冠位十二階(かんいじゅうにかい)は、日本で603年に制定され、605年から648年まで行われた冠位制度である[1]。
日本で初めての冠位・位階であり、この制定により人材登用の道が開かれた。朝廷に仕える臣下を12の等級に分け、地位を表す色別に分けた冠を授けるものである。

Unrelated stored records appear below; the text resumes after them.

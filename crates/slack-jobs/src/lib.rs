//! Batch jobs for manage-slack.
//!
//! Each job talks to the Web API only through [`slack_core::ChatApi`], takes
//! the current time as an argument and logs per-item failures instead of
//! aborting.

pub mod retention;
pub mod summary;
pub mod tracker;

#[cfg(test)]
mod fake;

七色十三階冠の施行により廃止された。 『日本書紀』によれば推古天皇11年12月5日(604年1月11日)に初めて制定された。大徳・小徳・大仁・小仁・大礼・小礼・大信・小信・大義・小義・大智・小智の12階の冠位が制定された。冠は?(絹織物の一種)でできており、頂を合わせて袋のようにして、その囲りに縁を着けた。元日にはさらに髻華(うず)という髪飾りを着けた[2]。翌12年(605年)1月1日に天皇が冠位を初めて諸臣に授けた[3]。聖徳太子の事績を伝える『上宮聖徳法王帝説』にも同様の記述がある。 『隋書』倭国伝は、官に12等があり大徳・小徳・大仁・小仁・大義・小義・大礼・小礼・大智・小智・大信・小信で定員がないと記す。順序が書紀のものと異なり、仁義礼智信という五常の通常の配列に従っている。唐代に書かれた『翰苑』には、『括地志』に曰くとして倭国の十二等の官の第一に麻卑兜吉寐(まひときみ、まひとぎみ、まへつきみ)があり[4]、華言(中国語)で大徳というとある。二は小徳で、三以下は大義、小義と『隋書』と同じ順で続く。『日本書紀』と順序の違いがあるが、冠位十二階が実際に制定・施行されたことを証明するものである。 この時始められた冠位制度は、天皇が臣下のそれぞれに冠(位冠)を授け、冠の色の違いで身分の高下を表すものである。前代の氏姓制度と異なり、氏ではなく個人に対して与えられ、世襲の対象にならない。豪族の身分秩序を再編成し、官僚制度の中に取り込む基礎を作るもので、政治上の意義が大きかった[5]。大化3年(647年)に七色十三階冠が制定され、翌大化4年(648年)4月1日に廃止されたが、その後もいくたびかの改変を経て律令制の位階制度となり、遺制は現代まで及ぶ。 冠と結びつかないが同様に人に等級を付ける制度は高句麗・新羅・百済の官位があり、日本の冠位に先行している。同じ時代の隋・唐の官品 制定の目的は『日本書紀』等に記されない。よく説かれるのは二つで、一つは家柄にこだわらず貴族ではなくても有能な人間を確保する人材登用のため、もう一つは外交使節の威儀を整えるためである。 氏姓制度の姓(カバネ)と比べたときの冠位の特徴は、姓が氏に対して授けられるのに対し、冠位は個人に授けられる点である[6]。そして姓は世襲されるが、冠位は一身限りで世襲されない[7]。また、それまでの氏はそれぞれ個別的に天皇への奉仕を誓っており、対等な氏に属する人を組み合わせて上司と部下という職務上の上下関係を結ばせるのは簡単ではなかった。冠位を媒介にすることで、官僚的な上下関係を納得させやすくする。場合によっては生れが賤しい者を生れが良い者の上に立たせることも可能になる。冠位は旧来の氏姓の貴賤を否定するものではないが、旧来の豪族を官人に脱皮させる上で大きな役割を果たした。 外交では、高句麗・新羅・百済に類似した官人序列の制度があり、中国にも官品制度があった。こうした諸国との使者の応接に際しては、その使者の地位の高下や、応接する人の地位が気にかかる。この点官位はわかりやすい指標で、日本に同様のものがあればこれら諸国との交際に便があるだけでなく、日本も劣らず制度が整った国であるという対外的威容を備えることができる[8]。これら諸国との冠位の対応表を作る試みもあるが、やりとりされる使者の位の違いから、互いの対応はとれていなかったという説もある[9]。 外交的動機については、第1回遣隋使を推古天皇8年(600年)に派遣した時の教訓から冠位十二階が編み出されたとする有力な説がある[10]。